Wednesday 10 December 2014

Ohio man, forced to spend 28 years in prison for a 1975 crime he didn't commit, exonerated by a Cleveland Court in December 2014



A Cleveland Court on Tuesday dropped all charges against an Ohio man, Kwame Ajamu, 56, one of three accused, in the 1975 robbery and murder of Harold Franks, a Cleveland-area money order salesman, but not before spending 28 years in prison for a crime he didn’t commit.

Kwame Ajamu, has a word with Judge Pamela A Barker after charges were dismissed against him on Tuesday. Photo Courtesy : Associated Press
The two other accused, Ajamu's brother, Wiley Bridgeman, 60, and Ricky Jackson, 57, were released from prison last month. It was last month that Judge Richard McMonagle threw out the charges against Jackson, and Judge David Matia tossed out the conviction of Wiley Bridgeman. The three had been convicted and sentenced to death in the slaying of a businessman outside on a corner store on a warm spring day in 1975.

The men won their freedom after a witness last year recanted his testimony from the trial, saying he was coerced by detectives at the time. The Witness Edward Vernon, now aged 53 years, filed an affidavit in 2013 stating that he never saw the murder take place, but he was told by detectives that if he didn’t testify against Jackson, his parents would be arrested.  The witness, Eddie Vernon, was 12 when Harry Franks was killed and 13 when he testified against the three men at their trials in 1975.

In fact, Vernon wasn't even close. He was riding a school bus, but he said he did hear the shots that killed Franks at the Fairmont Cut-Rite on Fairhill Road, which is now Stokes Boulevard.

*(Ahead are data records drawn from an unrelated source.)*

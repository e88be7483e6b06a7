//! Core types for the metroclick click engine.
//!
//! The decoder produces these types and the click player consumes them.
//!
//! Designed to be `no_std` compatible with the `alloc` crate.

#![cfg_attr(not(feature = "std"), no_std)]

extern crate alloc;

mod beat;
mod frame;
mod sample;
mod signature;

pub use beat::BeatIndex;
pub use frame::Frame;
pub use sample::{DecodedSample, FULL_SCALE};
pub use signature::TimeSignature;
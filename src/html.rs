use crate::badge;
use crate::config::Config;
use crate::leaderboard::{self, Contributor};

// GitHub dark palette
const BG: &str = "#0d1117";
const CARD_BG: &str = "#161b22";
const TEXT: &str = "#c9d1d9";
const ACCENT: &str = "#ffa657";
const BAR_FILL: &str = "#3fb950";
const BAR_TRACK: &str = "#21262d";
const MUTED: &str = "#616e7f";

fn escape_html(s: &str) -> String {
    s.replace('&', "&amp;")
        .replace('<', "&lt;")
        .replace('>', "&gt;")
        .replace('"', "&quot;")
        .replace('\'', "&#39;")
}

fn build_champion_banner(board: &[Contributor]) -> String {
    match leaderboard::weekly_champion(board) {
        Some(champion) => format!(
            r#"<div class="champion">🔥 Weekly Champion: <strong>{}</strong> with {} commit{} in the last 7 days</div>"#,
            escape_html(&champion.username),
            champion.recent_commits,
            if champion.recent_commits == 1 { "" } else { "s" }
        ),
        None => r#"<div class="champion muted">No weekly champion yet</div>"#.to_string(),
    }
}

fn build_rows(board: &[Contributor]) -> String {
    let mut rows = String::new();
    for (rank, c) in board.iter().enumerate() {
        let name = escape_html(&c.username);
        rows.push_str(&format!(
            r#"    <tr>
      <td class="rank">{rank}</td>
      <td class="contributor"><img src="{avatar}" alt="{name}" width="40" height="40"> {name} {badge}</td>
      <td>Lv {level}</td>
      <td>{streak} day{streak_s}</td>
      <td class="xp">{xp} XP
        <div class="bar"><div class="fill" style="width: {progress}%"></div></div>
      </td>
      <td>{contributions}</td>
    </tr>
"#,
            rank = rank + 1,
            avatar = escape_html(&c.avatar_url),
            name = name,
            badge = badge::badge(c.contributions),
            level = c.level,
            streak = c.streak,
            streak_s = if c.streak == 1 { "" } else { "s" },
            xp = c.xp,
            progress = c.xp_progress,
            contributions = c.contributions,
        ));
    }
    rows
}

/// Render the full leaderboard page.
pub fn render_page(board: &[Contributor], config: &Config) -> String {
    let champion = build_champion_banner(board);
    let rows = build_rows(board);
    let title = format!("{}/{}", config.owner, config.repo);

    format!(
        r#"<!DOCTYPE html>
<html lang="en">
<head>
<meta charset="UTF-8">
<title>{title} Contributor Leaderboard</title>
<style>
  body {{ background: {BG}; color: {TEXT}; font-family: -apple-system, "Segoe UI", sans-serif; margin: 0; padding: 2rem; }}
  h1 {{ color: {ACCENT}; }}
  .champion {{ background: {CARD_BG}; border-radius: 8px; padding: 1rem; margin-bottom: 1.5rem; }}
  .muted {{ color: {MUTED}; }}
  table {{ width: 100%; border-collapse: collapse; background: {CARD_BG}; border-radius: 8px; }}
  th, td {{ padding: 0.6rem 1rem; text-align: left; border-bottom: 1px solid {BAR_TRACK}; }}
  .rank {{ color: {MUTED}; }}
  .contributor img {{ border-radius: 50%; vertical-align: middle; }}
  .bar {{ background: {BAR_TRACK}; border-radius: 4px; height: 6px; margin-top: 4px; width: 120px; }}
  .fill {{ background: {BAR_FILL}; border-radius: 4px; height: 6px; }}
</style>
</head>
<body>
  <h1>{title} Contributor Leaderboard</h1>
  {champion}
  <table>
    <tr><th>Rank</th><th>Contributor</th><th>Level</th><th>Streak</th><th>XP</th><th>Contributions</th></tr>
{rows}  </table>
</body>
</html>
"#
    )
}

#[cfg(test)]
mod tests {
    use super::*;

    fn config() -> Config {
        Config {
            owner: "halfguru".to_string(),
            repo: "repo-leaderboard".to_string(),
        }
    }

    fn contributor(username: &str, contributions: u32, recent_commits: u32) -> Contributor {
        Contributor {
            username: username.to_string(),
            contributions,
            avatar_url: "https://example.com/a.png".to_string(),
            xp: 73,
            level: 1,
            xp_progress: 46,
            streak: 4,
            recent_commits,
        }
    }

    #[test]
    fn page_lists_every_contributor_with_progress() {
        let board = vec![contributor("alice", 120, 3), contributor("bob", 12, 0)];
        let page = render_page(&board, &config());

        assert!(page.contains("alice"));
        assert!(page.contains("bob"));
        assert!(page.contains("💎")); // alice's 100+ badge
        assert!(page.contains("width: 46%"));
        assert!(page.contains("Weekly Champion: <strong>alice</strong>"));
    }

    #[test]
    fn empty_board_has_no_champion() {
        let page = render_page(&[], &config());
        assert!(page.contains("No weekly champion yet"));
    }

    #[test]
    fn usernames_are_escaped() {
        let board = vec![contributor("<script>alert(1)</script>", 1, 1)];
        let page = render_page(&board, &config());
        assert!(!page.contains("<script>alert(1)"));
        assert!(page.contains("&lt;script&gt;"));
    }
}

Jackson's attorneys, Mark Godsey and Brian Howe of the Ohio Innocence Project, called other witnesses who testified that Vernon was on the bus with them and could not have seen the murder.

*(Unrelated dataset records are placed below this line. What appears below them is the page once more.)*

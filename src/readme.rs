//! README leaderboard section: markdown rendering and marker splicing.

use anyhow::{Context, Result};
use std::fs;
use std::io;
use std::path::Path;

use crate::leaderboard::Contributor;

pub const START_MARKER: &str = "<!-- LEADERBOARD START -->";
pub const END_MARKER: &str = "<!-- LEADERBOARD END -->";

const TOP_N: usize = 5;

/// Markdown table of the top contributors, wrapped in the marker comments.
pub fn render_fragment(leaderboard: &[Contributor], repo: &str) -> String {
    let mut md = String::new();
    md.push_str(START_MARKER);
    md.push('\n');
    md.push_str(&format!("# {repo} Top 5 Contributors\n\n"));
    md.push_str("| Rank | Contributor | Contributions |\n");
    md.push_str("|------|-------------|----------------|\n");
    for (rank, c) in leaderboard.iter().take(TOP_N).enumerate() {
        md.push_str(&format!(
            "| {} | <img src='{}' alt='{}' width='40'> {} | {} |\n",
            rank + 1,
            c.avatar_url,
            c.username,
            c.username,
            c.contributions
        ));
    }
    md.push('\n');
    md.push_str(END_MARKER);
    md
}

/// Replace the marker span of `existing` with `fragment`.
///
/// Missing file -> the fragment as-is. Both markers present -> the span from
/// start marker through end marker is replaced. Markers absent -> fragment is
/// appended after a blank line, original content untouched. Re-running on the
/// output is a no-op.
pub fn splice(existing: Option<&str>, fragment: &str) -> String {
    let Some(existing) = existing else {
        return fragment.to_string();
    };

    if let Some(start) = existing.find(START_MARKER) {
        if let Some(end_rel) = existing[start..].find(END_MARKER) {
            let end = start + end_rel + END_MARKER.len();
            return format!("{}{}{}", &existing[..start], fragment, &existing[end..]);
        }
    }

    format!("{existing}\n{fragment}")
}

/// Read, splice, and write back the README. A missing file is created.
pub fn update_readme(path: &Path, fragment: &str) -> Result<()> {
    let existing = match fs::read_to_string(path) {
        Ok(content) => Some(content),
        Err(e) if e.kind() == io::ErrorKind::NotFound => None,
        Err(e) => {
            return Err(e).with_context(|| format!("Failed to read {}", path.display()));
        }
    };

    let updated = splice(existing.as_deref(), fragment);
    fs::write(path, updated).with_context(|| format!("Failed to write {}", path.display()))
}

#[cfg(test)]
mod tests {
    use super::*;

    fn contributor(username: &str, contributions: u32) -> Contributor {
        Contributor {
            username: username.to_string(),
            contributions,
            avatar_url: format!("https://example.com/{username}.png"),
            xp: 0,
            level: 0,
            xp_progress: 0,
            streak: 0,
            recent_commits: 0,
        }
    }

    fn fragment() -> String {
        render_fragment(&[contributor("alice", 30), contributor("bob", 12)], "demo")
    }

    #[test]
    fn fragment_is_marker_wrapped_and_capped_at_five_rows() {
        let board: Vec<Contributor> = (0..8)
            .map(|i| contributor(&format!("user{i}"), 100 - i))
            .collect();
        let md = render_fragment(&board, "demo");

        assert!(md.starts_with(START_MARKER));
        assert!(md.ends_with(END_MARKER));
        assert!(md.contains("# demo Top 5 Contributors"));
        assert!(md.contains("| 5 | "));
        assert!(!md.contains("| 6 | "));
        assert!(md.contains("<img src='https://example.com/user0.png' alt='user0' width='40'>"));
    }

    #[test]
    fn missing_file_becomes_the_fragment() {
        let f = fragment();
        assert_eq!(splice(None, &f), f);
    }

    #[test]
    fn existing_span_is_replaced_in_place() {
        let f = fragment();
        let doc = format!("# My Project\n\n{START_MARKER}\nstale table\n{END_MARKER}\n\nFooter\n");
        let out = splice(Some(&doc), &f);

        assert!(out.starts_with("# My Project\n\n"));
        assert!(out.ends_with("\n\nFooter\n"));
        assert!(out.contains(&f));
        assert!(!out.contains("stale table"));
    }

    #[test]
    fn document_without_markers_keeps_all_bytes_as_prefix() {
        let f = fragment();
        let doc = "# My Project\n\nSome prose.\n";
        let out = splice(Some(doc), &f);

        assert!(out.starts_with(doc));
        assert!(out.ends_with(&f));
    }

    #[test]
    fn splice_is_idempotent() {
        let f = fragment();
        for doc in [
            None,
            Some("# My Project\n\nSome prose.\n"),
            Some("before\n<!-- LEADERBOARD START -->\nold\n<!-- LEADERBOARD END -->\nafter\n"),
        ] {
            let once = splice(doc, &f);
            let twice = splice(Some(&once), &f);
            assert_eq!(once, twice);
        }
    }

    #[test]
    fn only_the_first_marker_pair_is_touched() {
        let f = fragment();
        let doc = format!(
            "{START_MARKER}\nfirst\n{END_MARKER}\nmiddle\n{START_MARKER}\nsecond\n{END_MARKER}\n"
        );
        let out = splice(Some(&doc), &f);

        assert!(out.contains("second"));
        assert!(!out.contains("first"));
    }
}
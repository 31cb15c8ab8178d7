//! Commit-message XP scoring.
//!
//! Each commit earns XP for at most one category. Categories are checked in
//! declaration order and the first keyword hit wins, so a message like
//! "fix the readme bug" scores as a small fix (1 XP) even though it also
//! mentions docs and bugs. The table order is part of the scoring contract.

/// XP value and trigger keywords, checked top to bottom.
const CATEGORIES: &[(u32, &[&str])] = &[
    (1, &["typo", "fix", "minor"]),               // small fix
    (2, &["docs", "readme", "documentation"]),    // documentation
    (3, &["bug", "fix issue", "resolve"]),        // bug fix
    (4, &["feature", "add", "implement"]),        // new feature
    (5, &["major", "refactor", "complete module"]), // robust feature
];

/// XP granted toward the next level.
pub const XP_PER_LEVEL: u32 = 50;

/// Score a single commit message. Unmatched messages earn 0.
pub fn score(message: &str) -> u32 {
    let message = message.to_lowercase();
    for (xp, keywords) in CATEGORIES {
        if keywords.iter().any(|k| message.contains(k)) {
            return *xp;
        }
    }
    0
}

pub fn level(xp: u32) -> u32 {
    xp / XP_PER_LEVEL
}

/// Progress toward the next level as a percentage in [0, 98].
pub fn level_progress(xp: u32) -> u32 {
    (xp % XP_PER_LEVEL) * 2
}
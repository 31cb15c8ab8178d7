mod badge;
mod config;
mod github;
mod html;
mod leaderboard;
mod readme;
mod scoring;
mod streak;

use config::Config;
use github::GithubClient;
use std::fs;
use std::path::Path;

const README_PATH: &str = "README.md";
const HTML_PATH: &str = "leaderboard.html";

#[tokio::main]
async fn main() -> Result<(), Box<dyn std::error::Error>> {
    let config = Config::from_env();
    println!(
        "Fetching contributors for {}/{}...",
        config.owner, config.repo
    );

    let client = GithubClient::new()?;
    let board = leaderboard::build_leaderboard(&client, &config).await;

    if board.is_empty() {
        println!("No contributors found; nothing to render.");
        return Ok(());
    }

    let page = html::render_page(&board, &config);
    fs::write(HTML_PATH, page)?;

    let fragment = readme::render_fragment(&board, &config.repo);
    readme::update_readme(Path::new(README_PATH), &fragment)?;

    println!(
        "Updated {README_PATH} and {HTML_PATH} for {} contributors.",
        board.len()
    );

    Ok(())
}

Ajamu, then known as Ronnie Bridgeman, was 17 when he was sent to death row. Jackson was 19, and Wiley Bridgeman was 20. Their death sentences were later commuted to life terms. Ajamu later earned parole in 2003. Ajamu championed the causes of his brother and Jackson after he was released in 2003. The case against the three began to unravel last year after Vernon admitted to his pastor, the Rev. Anthony Singleton, that he lied. He said he had been encouraged by the Pastor to confide to the Ohio Innocence project. Vernon wrote that he had “been waiting to tell the truth about this for a long time.”

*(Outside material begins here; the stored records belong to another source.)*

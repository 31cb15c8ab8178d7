//! Run configuration.

/// Target repository, resolved once at startup and passed by reference.
pub struct Config {
    pub owner: String,
    pub repo: String,
}

impl Config {
    /// Read REPO_OWNER / REPO_NAME from the environment, falling back to
    /// this project's own repository.
    pub fn from_env() -> Self {
        Self {
            owner: std::env::var("REPO_OWNER").unwrap_or_else(|_| "halfguru".to_string()),
            repo: std::env::var("REPO_NAME").unwrap_or_else(|_| "repo-leaderboard".to_string()),
        }
    }
}
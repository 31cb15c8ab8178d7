use chrono::{DateTime, Duration, Utc};

use crate::config::Config;
use crate::github::{CommitEntry, GithubClient, RawContributor};
use crate::{scoring, streak};

/// Commits inside this window earn XP.
const XP_WINDOW_DAYS: i64 = 90;

/// Window for the weekly-champion commit count.
const CHAMPION_WINDOW_DAYS: i64 = 7;

/// Our own automation account, excluded by name.
const AUTOMATION_LOGIN: &str = "github-actions[bot]";

/// One leaderboard row, fully derived at build time.
pub struct Contributor {
    pub username: String,
    pub contributions: u32,
    pub avatar_url: String,
    pub xp: u32,
    pub level: u32,
    pub xp_progress: u32,
    pub streak: u32,
    pub recent_commits: u32,
}

/// Bot detection. Three independent checks; the username check is
/// case-insensitive, the type check accepts the API's literal "Bot", and the
/// automation identity is matched exactly.
fn is_bot(entry: &RawContributor) -> bool {
    entry.login.to_lowercase().contains("bot")
        || entry.kind.eq_ignore_ascii_case("bot")
        || entry.login == AUTOMATION_LOGIN
}

fn build_record(
    entry: RawContributor,
    window_commits: &[CommitEntry],
    all_commits: &[CommitEntry],
    now: DateTime<Utc>,
) -> Contributor {
    let xp: u32 = window_commits.iter().map(|c| scoring::score(&c.message)).sum();

    let week_start = now - Duration::days(CHAMPION_WINDOW_DAYS);
    let recent_commits = all_commits.iter().filter(|c| c.date >= week_start).count() as u32;

    let timestamps: Vec<DateTime<Utc>> = all_commits.iter().map(|c| c.date).collect();
    let dates = streak::distinct_dates_desc(&timestamps);

    Contributor {
        username: entry.login,
        contributions: entry.contributions,
        avatar_url: entry.avatar_url,
        xp,
        level: scoring::level(xp),
        xp_progress: scoring::level_progress(xp),
        streak: streak::current_streak(&dates),
        recent_commits,
    }
}

/// Fetch and score every human contributor, sorted by total contributions.
///
/// Per-contributor fetch failures degrade to zero XP / no streak for that
/// contributor; a failed contributor listing yields an empty leaderboard.
pub async fn build_leaderboard(client: &GithubClient, config: &Config) -> Vec<Contributor> {
    let raw = match client.list_contributors(&config.owner, &config.repo).await {
        Ok(list) => list,
        Err(e) => {
            eprintln!("Warning: failed to list contributors: {e:#}");
            return Vec::new();
        }
    };

    let now = Utc::now();
    let xp_since = now - Duration::days(XP_WINDOW_DAYS);

    let mut leaderboard = Vec::new();
    for entry in raw.into_iter().filter(|c| !is_bot(c)) {
        let window_commits = match client
            .list_commits(&config.owner, &config.repo, &entry.login, Some(xp_since))
            .await
        {
            Ok(commits) => commits,
            Err(e) => {
                eprintln!(
                    "Warning: failed to fetch recent commits for {}: {e:#}",
                    entry.login
                );
                Vec::new()
            }
        };

        let all_commits = match client
            .list_commits(&config.owner, &config.repo, &entry.login, None)
            .await
        {
            Ok(commits) => commits,
            Err(e) => {
                eprintln!(
                    "Warning: failed to fetch commit history for {}: {e:#}",
                    entry.login
                );
                Vec::new()
            }
        };

        leaderboard.push(build_record(entry, &window_commits, &all_commits, now));
    }

    sort_by_contributions(&mut leaderboard);
    leaderboard
}

// sort_by is stable, so equal counts keep their fetch order
fn sort_by_contributions(board: &mut [Contributor]) {
    board.sort_by(|a, b| b.contributions.cmp(&a.contributions));
}

/// Contributor with the most commits in the trailing week. First encountered
/// wins ties; None only for an empty leaderboard.
pub fn weekly_champion(leaderboard: &[Contributor]) -> Option<&Contributor> {
    leaderboard.iter().fold(None, |best, c| match best {
        Some(b) if c.recent_commits <= b.recent_commits => Some(b),
        _ => Some(c),
    })
}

The three are expected to file for compensation from the Ohio Court of Claims. Each could receive more than $40,000 for every year they were wrongly held in prison. In order for the men to obtain compensation, judges must rule that the three  were wrongfully imprisoned.

"I feel vindicated,'' Ajamu said, reacting to the verdict. "I feel free.'' He said he soon hopes to go to the grave of his mother, Bessie Mae Bridgeman, who died in 1990. He said he wants to talk to his mother about the struggle. "If she hears me, and I pray she will, I will tell her about it,'' he said.  "She walked the last days of her life in pain.''

After the hearing, Ajamu credited Kyle Swenson, a writer for Scene Magazine, who in 2011 dug into the men’s stories and exposed how justice had been subverted.

Ajamu said he hoped one day to meet with Eddie Vernon, so he can tell him he understands what happened and has no ill will toward him.